Marathon training starts here!

It’s one month since thousands of lucky runners found out they’d landed a place in the London marathon. I’d wager that most of them haven’t started training yet. Too early? Well, it depends where you are to begin with. I believe a lot of runners make the mistake of waiting until January to start their official training. If you’re a seasoned runner, with a relatively high weekly mileage and, perhaps, other marathons under your belt, you may be fine delaying your official ‘build-up’ because you’ll be able to hit the ground running (pun intended). But if you’re less experienced, or not running much at the moment, or haven’t done a long race in a while, what are you waiting for?! I have had recent enquiries from potential coaching clients who despite knowing they are running London/Brighton/Paris, are currently only running 8-12 miles PER WEEK!

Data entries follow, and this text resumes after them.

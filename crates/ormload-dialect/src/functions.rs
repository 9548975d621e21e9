//! SQL function registry.
//!
//! The template renderer consults the registry to tell function names from
//! column references. The standard table is built once and shared; dialects
//! extend a clone of it with their own functions.

use std::collections::HashMap;
use std::sync::OnceLock;

use crate::types::SqlTypeCode;

/// A SQL function known to a dialect.
#[derive(Debug, Clone, PartialEq, Eq)]
pub struct SqlFunction {
    pub name: String,
    /// Invoked without parentheses when it has no arguments
    /// (`current_timestamp` rather than `now()`).
    pub no_parens: bool,
    /// Fixed return type, if any.
    pub return_type: Option<SqlTypeCode>,
}

impl SqlFunction {
    pub fn standard(name: &str, return_type: Option<SqlTypeCode>) -> Self {
        Self {
            name: name.to_string(),
            no_parens: false,
            return_type,
        }
    }

    pub fn no_args(name: &str, return_type: SqlTypeCode) -> Self {
        Self {
            name: name.to_string(),
            no_parens: true,
            return_type: Some(return_type),
        }
    }
}

/// Immutable-after-construction function table keyed by lower-case name.
#[derive(Debug, Clone, Default)]
pub struct FunctionRegistry {
    functions: HashMap<String, SqlFunction>,
}

impl FunctionRegistry {
    /// The shared standard table.
    pub fn standard() -> &'static FunctionRegistry {
        static STANDARD: OnceLock<FunctionRegistry> = OnceLock::new();
        STANDARD.get_or_init(|| {
            use SqlTypeCode::*;
            FunctionRegistry::default()
                .with(SqlFunction::standard("count", Some(BigInt)))
                .with(SqlFunction::standard("avg", Some(Double)))
                .with(SqlFunction::standard("max", None))
                .with(SqlFunction::standard("min", None))
                .with(SqlFunction::standard("sum", None))
                .with(SqlFunction::standard("lower", Some(Varchar)))
                .with(SqlFunction::standard("upper", Some(Varchar)))
                .with(SqlFunction::standard("length", Some(Integer)))
                .with(SqlFunction::standard("trim", Some(Varchar)))
                .with(SqlFunction::standard("substring", Some(Varchar)))
                .with(SqlFunction::standard("concat", Some(Varchar)))
                .with(SqlFunction::standard("coalesce", None))
                .with(SqlFunction::standard("nullif", None))
                .with(SqlFunction::standard("abs", None))
                .with(SqlFunction::standard("mod", Some(Integer)))
                .with(SqlFunction::standard("sqrt", Some(Double)))
                .with(SqlFunction::no_args("current_date", Date))
                .with(SqlFunction::no_args("current_time", Time))
                .with(SqlFunction::no_args("current_timestamp", Timestamp))
        })
    }

    /// Add a function, replacing one with the same name.
    pub fn with(mut self, function: SqlFunction) -> Self {
        self.functions
            .insert(function.name.to_ascii_lowercase(), function);
        self
    }

    /// Look up a function by name, case-insensitively.
    pub fn get(&self, name: &str) -> Option<&SqlFunction> {
        self.functions.get(&name.to_ascii_lowercase())
    }

    pub fn contains(&self, name: &str) -> bool {
        self.get(name).is_some()
    }

    /// Whether `name` is a function written without parentheses.
    pub fn is_no_parens_function(&self, name: &str) -> bool {
        self.get(name).map(|f| f.no_parens).unwrap_or(false)
    }

    pub fn len(&self) -> usize {
        self.functions.len()
    }

    pub fn is_empty(&self) -> bool {
        self.functions.is_empty()
    }
}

As a coach, I like people to be comfortable running 13 miles for their long run in week 1 of their plan (assuming we’re starting 16 weeks out from race day). If you can only start at, say 10 miles, you will waste valuable weeks building up to the point where you can run 13 miles – and that makes it a race against time to achieve a decent peak mileage and longest long run. The last thing you want is to run your longest-ever run (say, the holy grail of 20 miles) just once, three weeks before your longest-ever run (the marathon). It’s all too bunched up towards the end of the plan and it doesn’t give you sufficient time to recover from the peak long run. Having to squash in weekly consecutive long runs, just to ensure you can make it to a 20-miler also risks injury. There are far better ways to plan your training!

If you are doing a spring marathon, and you haven’t run 13 miles recently (or ever) – start working towards that now and you’ll be in a much stronger position come December or January when you embark on your ‘official’ plan.

One of the reasons I use 13 miles as a base measure is because it’s half the distance you’ll be racing (psychologically, you’re halfway there straight from the off). It’s also because I believe that anyone who has signed up to run  a marathon in the spring should be able to cover the marathon distance over the course of a week right from the off. Think about it: you’re going to be doing this distance in a DAY, so it seems reasonable to be able to accumulate it over a week.! And I don’t like the ‘long run’ to comprise more than 50% of a runner’s total weekly mileage. Say you start with a weekly mileage of 26 miles – that allows you to include three shorter runs (one at faster-than-marathon-pace, such as a speed or tempo session of some kind, I’d advise) along with a long run. Then, as your weekly mileage gradually increases, so does your long-run distance.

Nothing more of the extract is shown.